Just what the world needs -- a bigger day-trading brokerage. According to an Associated Press story, "Two brokerage companies that cater to active traders are joining forces to create a company that will be a large player in the day-trading business." The parties are Schonfeld, the retail-trading unit of closely held Schonfeld Group Holdings, and Lightspeed Professional Trading, a unit of Lightspeed Holdings. Together, they'll hold about $250 million in customer assets.
The new entity will use the Lightspeed name and will serve nearly 700 active accounts, processing some 100,000 trades per day. Divide 100,000 by 700, and you end up with 143. That's a good sign that we are indeed dealing with day traders here. If you're buying or selling 143 times in a day, you're not exhibiting characteristics of rational investing, where investors generally find companies they deem to be undervalued and hold on for a while, expecting eventual appreciation. They ideally consider themselves part owners of real businesses.
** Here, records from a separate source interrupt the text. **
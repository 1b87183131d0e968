//! # Filter Commands
//!
//! Filter panel gestures, translated into criteria store writes.
//!
//! ```text
//! ┌───────────────────────────────┐
//! │ Search  [ oil            ]    │ ──► set_search_term("oil")
//! │ Price   [150]━━━━━━━━━[200]   │ ──► set_price_range(150, 200)
//! │ Material ☑ Oil on canvas      │ ──► toggle_material("Oil on canvas", true)
//! │ Size     ☐ 40x50 cm           │ ──► toggle_dimension("40x50 cm", false)
//! │ Sort    [ Price ↑        ▾]   │ ──► set_sort_by("price-asc")
//! │          ( Clear filters )    │ ──► reset_filters()
//! └───────────────────────────────┘
//! ```

use atelier_core::controls;
use atelier_core::{FilterCriteria, Money, PriceRange, SortKey, DEFAULT_PRICE_MAX, DEFAULT_PRICE_MIN};
use serde::Serialize;
use ts_rs::TS;

use crate::error::{ApiError, ApiResult};
use crate::state::{CriteriaStore, FilterEngine};

/// Current criteria as the panel renders them.
#[derive(Debug, Clone, PartialEq, Serialize, TS)]
#[ts(export)]
#[serde(rename_all = "camelCase")]
pub struct CriteriaResponse {
    pub criteria: FilterCriteria,
    /// Whether the "clear filters" button is shown.
    pub has_active_filters: bool,
}

impl From<FilterCriteria> for CriteriaResponse {
    fn from(criteria: FilterCriteria) -> Self {
        CriteriaResponse {
            has_active_filters: controls::has_active_filters(&criteria),
            criteria,
        }
    }
}

pub fn get_criteria(store: &CriteriaStore) -> CriteriaResponse {
    store.snapshot().into()
}

pub fn set_search_term(store: &CriteriaStore, term: &str) -> CriteriaResponse {
    store.set_search_term(term);
    get_criteria(store)
}

/// Sets the price range from the two slider positions, in whole euros.
///
/// Sliders resting at the catalog's bounds clear the price filter.
pub fn set_price_range(engine: &FilterEngine, min: i64, max: i64) -> ApiResult<CriteriaResponse> {
    if min > max {
        return Err(ApiError::validation(format!(
            "Minimum price {} is above maximum {}",
            min, max
        )));
    }

    let bounds = engine
        .facets()
        .map(|facets| facets.price_bounds.whole_units())
        .unwrap_or(PriceRange::from_major(DEFAULT_PRICE_MIN, DEFAULT_PRICE_MAX));

    let selected = match (Money::checked_from_major(min), Money::checked_from_major(max)) {
        (Some(min), Some(max)) => PriceRange::new(min, max),
        _ => {
            return Err(ApiError::validation(format!(
                "Price range {}..{} is out of range",
                min, max
            )))
        }
    };

    let store = engine.criteria();
    store.set_price_range(controls::price_selection(selected, bounds));
    Ok(get_criteria(store))
}

pub fn clear_price_range(store: &CriteriaStore) -> CriteriaResponse {
    store.set_price_range(None);
    get_criteria(store)
}

pub fn toggle_material(store: &CriteriaStore, material: &str, checked: bool) -> CriteriaResponse {
    store.toggle_material(material, checked);
    get_criteria(store)
}

pub fn toggle_dimension(store: &CriteriaStore, dimension: &str, checked: bool) -> CriteriaResponse {
    store.toggle_dimension(dimension, checked);
    get_criteria(store)
}

/// Sets the sort order from the sort control's value (`""`, `title`,
/// `artist`, `price-asc`, `price-desc`).
pub fn set_sort_by(store: &CriteriaStore, value: &str) -> ApiResult<CriteriaResponse> {
    let key: SortKey = value.parse()?;
    store.set_sort_by(key);
    Ok(get_criteria(store))
}

pub fn reset_filters(store: &CriteriaStore) -> CriteriaResponse {
    store.reset();
    get_criteria(store)
}
use crate::cli::PrintableMessage;
use graphql_parser::query::Document;
use std::fs::File;
use std::io::{BufReader, Read};
use std::path::{Path, PathBuf};

pub mod host;
pub mod naming;

pub type ParsedTextType = String;

/// A `.graphql` file, read and parsed
#[derive(Debug)]
pub struct ParsedDocument {
    pub path: PathBuf,
    pub contents: String,
    pub document: Document<'static, ParsedTextType>,
}

fn read_graphql_file(path: &Path) -> Result<String, PrintableMessage> {
    File::open(path)
        .and_then(|file| {
            let mut buf_reader = BufReader::new(file);
            let mut contents = String::new();
            buf_reader.read_to_string(&mut contents)?;
            Ok(contents)
        })
        .map_err(|io_error| PrintableMessage::new_compile_error_from_read_io_error(&io_error, path))
}

fn parse_graphql_file(
    contents: &str,
    file_path: &Path,
) -> Result<Document<'static, ParsedTextType>, PrintableMessage> {
    let parsed = graphql_parser::parse_query::<ParsedTextType>(contents).map_err(|parse_error| {
        let mut error = PrintableMessage::new_simple_compile_error(&format!("{parse_error}"));
        error.with_source_information(file_path, None);
        error
    })?;
    Ok(parsed.into_static())
}

pub fn load_document(path: &Path) -> Result<ParsedDocument, PrintableMessage> {
    let contents = read_graphql_file(path)?;
    let document = parse_graphql_file(&contents, path)?;
    Ok(ParsedDocument {
        path: path.to_path_buf(),
        contents,
        document,
    })
}

fn makedir_p(path: &Path) -> Result<(), PrintableMessage> {
    std::fs::create_dir_all(path)
        .map_err(|io_error| PrintableMessage::new_compile_error_from_write_io_error(&io_error, path))
}

pub fn write_generated_file(path: &Path, contents: &str) -> Result<(), PrintableMessage> {
    if let Some(parent_dir) = path.parent().filter(|dir| !dir.as_os_str().is_empty()) {
        makedir_p(parent_dir)?;
    }
    std::fs::write(path, contents)
        .map_err(|io_error| PrintableMessage::new_compile_error_from_write_io_error(&io_error, path))
}
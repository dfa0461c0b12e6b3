pub mod cmd;
pub mod stdout_predicates;
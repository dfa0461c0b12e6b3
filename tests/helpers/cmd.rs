use assert_cmd::assert::Assert;
use assert_cmd::prelude::*;
use assert_fs::prelude::*;
use predicates::str as p_str;
use predicates::Predicate;
use std::env;
use std::fs;
use std::path::{Path, PathBuf};
use std::process::{Command, Stdio};

const DEFAULT_CODEGENRC_JSON_PATH: &str = ".codegenrc.json";
const FIXTURE_ROOT_PATH: &str = "tests/fixtures";
const TS_FILE_HEADER: &str = "/* eslint-disable */
// This file was automatically generated and should not be edited.

";

/// Predicate that never fails and overwrites expected fixtures with actual output
#[derive(Debug)]
struct FixtureSaverPredicate<'a, P> {
    wrapping_predicate: P,
    original_path: &'a Path,
}

impl<'a, P: Predicate<str>> FixtureSaverPredicate<'a, P> {
    fn new(wrapping_predicate: P, original_path: &'a Path) -> Self {
        Self {
            wrapping_predicate,
            original_path,
        }
    }
}

impl<P: Predicate<str>> predicates::reflection::PredicateReflection for FixtureSaverPredicate<'_, P> {}

impl<P: Predicate<str>> Predicate<str> for FixtureSaverPredicate<'_, P> {
    fn eval(&self, generated: &str) -> bool {
        if !self.wrapping_predicate.eval(generated) {
            let without_header = generated.strip_prefix(TS_FILE_HEADER).unwrap_or(generated);
            fs::write(self.original_path, without_header).expect("failed to write fixture");
        }
        true
    }
}

impl<P: Predicate<str>> std::fmt::Display for FixtureSaverPredicate<'_, P> {
    fn fmt(&self, _f: &mut std::fmt::Formatter<'_>) -> std::fmt::Result {
        panic!("FixtureSaverPredicate should never fail");
    }
}

/// Represents an instance of the solid-urql-codegen command
#[derive(Debug)]
pub struct TestCommandHarness {
    fixture_assert_directory: Option<PathBuf>,
    proc_cmd: Command,
    temp_dir: assert_fs::TempDir,
}

impl Default for TestCommandHarness {
    fn default() -> Self {
        Self::new()
    }
}

impl TestCommandHarness {
    pub fn new() -> Self {
        // If user adds `KEEP_TEST_TEMPDIRS` arg to `cargo test`, we can keep temp_dir
        let temp_dir = assert_fs::TempDir::new()
            .expect("temp directory creation failure")
            .into_persistent_if(env::var_os("KEEP_TEST_TEMPDIRS").is_some());

        let mut proc_cmd =
            Command::cargo_bin("solid-urql-codegen").expect("solid-urql-codegen bin failure");
        proc_cmd.arg("--num-threads=2").arg(temp_dir.path());

        // If user adds `--nocapture` arg to `cargo test`, we can show output
        if env::args().any(|arg| arg == "--nocapture") {
            proc_cmd.stdin(Stdio::inherit());
            proc_cmd.stderr(Stdio::inherit());
        }

        Self {
            proc_cmd,
            temp_dir,
            fixture_assert_directory: None,
        }
    }

    pub fn directory_path(&self) -> &Path {
        self.temp_dir.path()
    }

    pub fn generated_file_path(&self) -> PathBuf {
        self.temp_dir
            .path()
            .join("__generated__")
            .join("solid-urql.ts")
    }

    pub fn with_arg(&mut self, arg: impl AsRef<std::ffi::OsStr>) -> &mut Self {
        self.proc_cmd.arg(arg);
        self
    }

    pub fn with_graphql_file(&mut self, child_path: &str, contents: &str) -> &mut Self {
        self.temp_dir
            .child(child_path)
            .write_str(contents)
            .expect("write graphql failure");
        self
    }

    pub fn with_fixture_directory(
        &mut self,
        fixture_directory_subpath: impl AsRef<Path>,
    ) -> &mut Self {
        if let Some(ref path) = self.fixture_assert_directory {
            panic!(
                "with_fixture_directory() can only be called once, already {}",
                path.display(),
            );
        }

        let subpath_ref = fixture_directory_subpath.as_ref();
        let full_fixture_directory_subpath = &Path::new(FIXTURE_ROOT_PATH).join(subpath_ref);
        self.temp_dir
            .copy_from(full_fixture_directory_subpath, &["*.graphql"])
            .expect("failure to copy graphql files from fixture dir");
        self.fixture_assert_directory = Some(subpath_ref.into());

        // Copy the rc file but ignore errors (in case this fixture doesn't have one)
        self.add_config_file_and_arg(DEFAULT_CODEGENRC_JSON_PATH, |child| {
            child
                .write_file(&full_fixture_directory_subpath.join(DEFAULT_CODEGENRC_JSON_PATH))
                .ok()
        });

        self
    }

    pub fn with_default_rc_file_contents(&mut self, contents: &str) -> &mut Self {
        self.add_config_file_and_arg(DEFAULT_CODEGENRC_JSON_PATH, |child| {
            child.write_str(contents).ok()
        });
        self
    }

    pub fn run_for_failure(&mut self) -> Assert {
        let assert = self.proc_cmd.assert().failure().stderr(p_str::is_empty());
        self.assert_fixture_outputs();
        assert
    }

    pub fn run_for_success(&mut self) -> Assert {
        let assert = self.proc_cmd.assert().success().stderr(p_str::is_empty());
        self.assert_fixture_outputs();
        assert
    }

    fn add_config_file_and_arg(
        &mut self,
        child_path: impl AsRef<Path>,
        callback: impl FnOnce(&assert_fs::fixture::ChildPath) -> Option<()>,
    ) {
        let config_file_child = self.temp_dir.child(child_path);
        if callback(&config_file_child).is_some() {
            self.proc_cmd.arg("-c").arg(config_file_child.path());
        }
    }

    fn assert_fixture_outputs(&self) {
        if let Some(ref fixture_directory_subpath) = self.fixture_assert_directory {
            let full_fixture_directory_subpath =
                &Path::new(FIXTURE_ROOT_PATH).join(fixture_directory_subpath);
            let walker = globwalk::GlobWalkerBuilder::from_patterns(
                full_fixture_directory_subpath,
                &["*.ts"],
            )
            .file_type(globwalk::FileType::FILE)
            .build()
            .expect("ts glob failure");

            let should_overwrite_fixtures = env::var_os("OVERWRITE_FIXTURES").is_some();

            let ts_file_iter = walker.into_iter().filter_map(Result::ok);
            for ts_file in ts_file_iter {
                let expected_ts_file_path = ts_file.path();

                let child_path = expected_ts_file_path
                    .strip_prefix(full_fixture_directory_subpath)
                    .expect("unexpectedly not under fixtures");
                let child_path = self.temp_dir.child(child_path);

                let full_expected_file_content =
                    fs::read_to_string(expected_ts_file_path).expect("missing expected file");
                // Generated files always end with a single newline
                let expected_content =
                    format!("{TS_FILE_HEADER}{}\n", full_expected_file_content.trim());
                let diff_predicate = p_str::diff(expected_content);
                if should_overwrite_fixtures {
                    child_path.assert(FixtureSaverPredicate::new(
                        diff_predicate,
                        expected_ts_file_path,
                    ));
                } else {
                    child_path.assert(diff_predicate);
                }
            }
        }
    }
}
What's so bad about day trading? Well . day traders tend to spend most of their many investing hours glued to monitors -- tracking the minute-by-minute movement of stocks and placing orders. They'll typically place scores of orders each day and hold each stock for no more than a few hours. Many ignore company fundamentals, focusing only on what might make the stock move in the very short term. While investors may aim to pay long-term capital gains rates by holding stocks longer than a year, day traders are stuck paying at the higher short-term rate.
A study by the North American Securities Administrators Association suggested that only about 11.5% of day traders might trade profitably. (Of course, trading "profitably" does not even mean that they will beat the S&P 500, a performance available at very low cost via the purchase of an index fund.)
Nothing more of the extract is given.